## What is needed:
Nothing in the records may be left out; restate them word for word.

━━━━━━

use chrono::{DateTime, Utc};
use serde::{Deserialize, Serialize};
use serde_json::Value;

pub const REG_NONE: u32 = 0;
pub const REG_SZ: u32 = 1;
pub const REG_EXPAND_SZ: u32 = 2;
pub const REG_BINARY: u32 = 3;
pub const REG_DWORD: u32 = 4;
pub const REG_DWORD_BIG_ENDIAN: u32 = 5;
pub const REG_MULTI_SZ: u32 = 7;
pub const REG_QWORD: u32 = 11;

/// Seconds between 1601-01-01 and 1970-01-01.
const FILETIME_UNIX_OFFSET: i64 = 11_644_473_600;

#[derive(Debug, Clone, PartialEq, Serialize, Deserialize)]
pub struct RegistryValue {
    pub name: String,
    pub data: Value,
    #[serde(rename = "type")]
    pub value_type: u32,
    #[serde(skip)]
    pub last_write_time: Option<DateTime<Utc>>,
}

impl RegistryValue {
    pub fn display_name(&self) -> &str {
        if self.name.is_empty() {
            "(Default)"
        } else {
            &self.name
        }
    }
}

fn utf16_units(data: &[u8]) -> Vec<u16> {
    data.chunks_exact(2)
        .map(|pair| u16::from_le_bytes([pair[0], pair[1]]))
        .collect()
}

fn hex(data: &[u8]) -> Value {
    Value::String(data.iter().map(|b| format!("{:02x}", b)).collect())
}

/// Decodes raw value bytes as returned by the wide-character registry API.
pub fn decode_value(value_type: u32, data: &[u8]) -> Value {
    match value_type {
        REG_SZ | REG_EXPAND_SZ => {
            let text = String::from_utf16_lossy(&utf16_units(data));
            Value::String(text.trim_end_matches('\0').to_string())
        }
        REG_MULTI_SZ => Value::Array(
            String::from_utf16_lossy(&utf16_units(data))
                .split('\0')
                .filter(|s| !s.is_empty())
                .map(|s| Value::String(s.to_string()))
                .collect(),
        ),
        REG_DWORD if data.len() >= 4 => {
            Value::from(u32::from_le_bytes([data[0], data[1], data[2], data[3]]))
        }
        REG_DWORD_BIG_ENDIAN if data.len() >= 4 => {
            Value::from(u32::from_be_bytes([data[0], data[1], data[2], data[3]]))
        }
        REG_QWORD if data.len() >= 8 => {
            let mut bytes = [0u8; 8];
            bytes.copy_from_slice(&data[..8]);
            Value::from(u64::from_le_bytes(bytes))
        }
        _ => hex(data),
    }
}

pub fn filetime_to_datetime(low: u32, high: u32) -> Option<DateTime<Utc>> {
    let ticks = ((high as u64) << 32) | low as u64;
    if ticks == 0 {
        return None;
    }
    let seconds = (ticks / 10_000_000) as i64 - FILETIME_UNIX_OFFSET;
    let nanos = ((ticks % 10_000_000) * 100) as u32;
    DateTime::<Utc>::from_timestamp(seconds, nanos)
}

#[cfg(test)]
mod tests {
    use super::*;
    use serde_json::json;

    fn wide(text: &str) -> Vec<u8> {
        text.encode_utf16().flat_map(|u| u.to_le_bytes()).collect()
    }

    #[test]
    fn decodes_strings() {
        assert_eq!(decode_value(REG_SZ, &wide("C:\\Program Files\0")), json!("C:\\Program Files"));
        assert_eq!(decode_value(REG_EXPAND_SZ, &wide("%APPDATA%\0")), json!("%APPDATA%"));
        assert_eq!(decode_value(REG_MULTI_SZ, &wide("a\0b\0\0")), json!(["a", "b"]));
    }

    #[test]
    fn decodes_numbers() {
        assert_eq!(decode_value(REG_DWORD, &1u32.to_le_bytes()), json!(1));
        assert_eq!(decode_value(REG_DWORD_BIG_ENDIAN, &[0, 0, 1, 0]), json!(256));
        assert_eq!(decode_value(REG_QWORD, &u64::MAX.to_le_bytes()), json!(u64::MAX));
    }

    #[test]
    fn binary_and_malformed_values_become_hex() {
        assert_eq!(decode_value(REG_BINARY, &[0xde, 0xad]), json!("dead"));
        assert_eq!(decode_value(REG_DWORD, &[1, 2]), json!("0102"));
        assert_eq!(decode_value(REG_NONE, &[]), json!(""));
    }

    #[test]
    fn filetime_converts_to_utc() {
        // 2021-01-01T00:00:00Z
        let ticks: u64 = (1_609_459_200 + 11_644_473_600) * 10_000_000;
        let dt = filetime_to_datetime(ticks as u32, (ticks >> 32) as u32).unwrap();
        assert_eq!(dt.to_rfc3339(), "2021-01-01T00:00:00+00:00");
        assert!(filetime_to_datetime(0, 0).is_none());
    }

    #[test]
    fn serializes_type_field() {
        let value = RegistryValue {
            name: String::new(),
            data: json!("x"),
            value_type: REG_SZ,
            last_write_time: None,
        };
        assert_eq!(value.display_name(), "(Default)");
        assert_eq!(
            serde_json::to_value(&value).unwrap(),
            json!({"name": "", "data": "x", "type": 1})
        );
    }
}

━━━━━━

## Response area:
use chrono::{DateTime, Utc};
use serde::{Deserialize, Serialize};
use serde_json::Value;

pub const REG_NONE: u32 = 0;
pub const REG_SZ: u32 = 1;
pub const REG_EXPAND_SZ: u32 = 2;
pub const REG_BINARY: u32 = 3;
pub const REG_DWORD: u32 = 4;
pub const REG_DWORD_BIG_ENDIAN: u32 = 5;
pub const REG_MULTI_SZ: u32 = 7;
pub const REG_QWORD: u32 = 11;

/// Seconds between 1601-01-01 and 1970-01-01.
const FILETIME_UNIX_OFFSET: i64 = 11_644_473_600;

#[derive(Debug, Clone, PartialEq, Serialize, Deserialize)]
pub struct RegistryValue {
    pub name: String,
    pub data: Value,
    #[serde(rename = "type")]
    pub value_type: u32,
    #[serde(skip)]
    pub last_write_time: Option<DateTime<Utc>>,
}

impl RegistryValue {
    pub fn display_name(&self) -> &str {
        if self.name.is_empty() {
            "(Default)"
        } else {
            &self.name
        }
    }
}

fn utf16_units(data: &[u8]) -> Vec<u16> {
    data.chunks_exact(2)
        .map(|pair| u16::from_le_bytes([pair[0], pair[1]]))
        .collect()
}

fn hex(data: &[u8]) -> Value {
    Value::String(data.iter().map(|b| format!("{:02x}", b)).collect())
}

/// Decodes raw value bytes as returned by the wide-character registry API.
pub fn decode_value(value_type: u32, data: &[u8]) -> Value {
    match value_type {
        REG_SZ | REG_EXPAND_SZ => {
            let text = String::from_utf16_lossy(&utf16_units(data));
            Value::String(text.trim_end_matches('\0').to_string())
        }
        REG_MULTI_SZ => Value::Array(
            String::from_utf16_lossy(&utf16_units(data))
                .split('\0')
                .filter(|s| !s.is_empty())
                .map(|s| Value::String(s.to_string()))
                .collect(),
        ),
        REG_DWORD if data.len() >= 4 => {
            Value::from(u32::from_le_bytes([data[0], data[1], data[2], data[3]]))
        }
        REG_DWORD_BIG_ENDIAN if data.len() >= 4 => {
            Value::from(u32::from_be_bytes([data[0], data[1], data[2], data[3]]))
        }
        REG_QWORD if data.len() >= 8 => {
            let mut bytes = [0u8; 8];
            bytes.copy_from_slice(&data[..8]);
            Value::from(u64::from_le_bytes(bytes))
        }
        _ => hex(data),
    }
}

pub fn filetime_to_datetime(low: u32, high: u32) -> Option<DateTime<Utc>> {
    let ticks = ((high as u64) << 32) | low as u64;
    if ticks == 0 {
        return None;
    }
    let seconds = (ticks / 10_000_000) as i64 - FILETIME_UNIX_OFFSET;
    let nanos = ((ticks % 10_000_000) * 100) as u32;
    DateTime::<Utc>::from_timestamp(seconds, nanos)
}

#[cfg(test)]
mod tests {
    use super::*;
    use serde_json::json;

    fn wide(text: &str) -> Vec<u8> {
        text.encode_utf16().flat_map(|u| u.to_le_bytes()).collect()
    }

    #[test]
    fn decodes_strings() {
        assert_eq!(decode_value(REG_SZ, &wide("C:\\Program Files\0")), json!("C:\\Program Files"));
        assert_eq!(decode_value(REG_EXPAND_SZ, &wide("%APPDATA%\0")), json!("%APPDATA%"));
        assert_eq!(decode_value(REG_MULTI_SZ, &wide("a\0b\0\0")), json!(["a", "b"]));
    }

    #[test]
    fn decodes_numbers() {
        assert_eq!(decode_value(REG_DWORD, &1u32.to_le_bytes()), json!(1));
        assert_eq!(decode_value(REG_DWORD_BIG_ENDIAN, &[0, 0, 1, 0]), json!(256));
        assert_eq!(decode_value(REG_QWORD, &u64::MAX.to_le_bytes()), json!(u64::MAX));
    }

    #[test]
    fn binary_and_malformed_values_become_hex() {
        assert_eq!(decode_value(REG_BINARY, &[0xde, 0xad]), json!("dead"));
        assert_eq!(decode_value(REG_DWORD, &[1, 2]), json!("0102"));
        assert_eq!(decode_value(REG_NONE, &[]), json!(""));
    }

    #[test]
    fn filetime_converts_to_utc() {
        // 2021-01-01T00:00:00Z
        let ticks: u64 = (1_609_459_200 + 11_644_473_600) * 10_000_000;
        let dt = filetime_to_datetime(ticks as u32, (ticks >> 32) as u32).unwrap();
        assert_eq!(dt.to_rfc3339(), "2021-01-01T00:00:00+00:00");
        assert!(filetime_to_datetime(0, 0).is_none());
    }

    #[test]
    fn serializes_type_field() {
        let value = RegistryValue {
            name: String::new(),
            data: json!("x"),
            value_type: REG_SZ,
            last_write_time: None,
        };
        assert_eq!(value.display_name(), "(Default)");
        assert_eq!(
            serde_json::to_value(&value).unwrap(),
            json!({"name": "", "data": "x", "type": 1})
        );
    }
}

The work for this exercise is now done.